JUDY WOODRUFF: Yes, we — we forget that that happened.
So, over the years, it sent back, as we said, so many images. What are some that stand out to you as the most significant?
MILES O’BRIEN: Well, time is short. I will give you my top three.
Pillars of Creation, now, this is iconic in every way. It’s made the cover of textbooks and magazines, and it’s something that on the one hand has great scientific significance, because it takes you to basically the nursery for stars. This is how stars are formed. And what Hubble is doing is, in a time machine kind of way, taking us back to the very origins of our universe and showing how it grew up.
And this is taking us back to the baby pictures. But what — the other reason I like it is that it was a tremendous way of engaging the general public. People look at this. You don’t have to be a scientist to look at this thing and be struck by its beauty and struck by the connection we all have to the universe.
JUDY WOODRUFF: And that’s not the only one.
MILES O’BRIEN: No.
Number two on my list would 1994. And that is the newly sharpened vision of Hubble trained on Jupiter for the Shoemaker-Levy 9 comet. It was a comet that broke apart, and we watched as impacted into Jupiter 21 times. This one particular is of the g impact, which was larger than 600 times the nuclear arsenal of our planet, huge, huge explosions, which we witnessed in real time, extraordinarily good luck for scientists, an amazing feat.
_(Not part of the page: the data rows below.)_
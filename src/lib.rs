//! Exact factorials of machine-sized counts, backed by GMP through `rug`.
//!
//! ```
//! assert_eq!(bigfact::compute_factorial(20).unwrap(), "2432902008176640000");
//! ```

use tracing::level_filters::LevelFilter;
use tracing_subscriber::{layer::SubscriberExt, util::SubscriberInitExt, EnvFilter};

pub mod bytes;
pub mod cli;
pub mod fact;
pub mod ffi;

pub use fact::{compute_factorial, compute_factorial_str, FactorialError, Limits};

/// Logs go to stderr so stdout only ever carries digits.
pub fn setup_logger() -> tracing::subscriber::DefaultGuard {
    let filter = EnvFilter::builder()
        .with_default_directive(LevelFilter::WARN.into())
        .from_env_lossy();

    tracing_subscriber::registry()
        .with(
            tracing_subscriber::fmt::layer()
                .with_writer(std::io::stderr)
                .with_ansi(std::io::IsTerminal::is_terminal(&std::io::stderr()))
                .with_target(false),
        )
        .with(filter)
        .set_default()
}
use std::io;

use bigfact::{cli, setup_logger, Limits};

fn main() -> anyhow::Result<()> {
    let _guard = setup_logger();

    cli::run_repl(io::stdin().lock(), &Limits::default(), &mut io::stdout(), &mut io::stderr())
}
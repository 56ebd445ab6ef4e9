use std::io;
use std::process::ExitCode;

use bigfact::{cli, setup_logger, Limits};

fn main() -> anyhow::Result<ExitCode> {
    let _guard = setup_logger();

    let args = cli::args_lossy(std::env::args_os());
    let code = cli::run_print(&args, &Limits::default(), &mut io::stdout().lock(), &mut io::stderr())?;
    Ok(ExitCode::from(code))
}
And, finally — and my are all kind of vintage Hubble images, but the Deep Field image back in 1995 — they took a little tiny piece of the sky, seemingly dark, 1/24-millionth of the sky, and did a longtime exposure on that with Hubble. And they came up with 3,000 objects that we’d never seen before, most of them that were galaxies.
So, you have to ask yourself, if that little darkened piece of the sky, 1/24-millionth, gave us 3,000 objects we’d never seen before, what does that tell you about how large and populated our universe, and, ultimately, could we really be alone?
JUDY WOODRUFF: Miles O’Brien, thank you.
MILES O’BRIEN: You’re welcome.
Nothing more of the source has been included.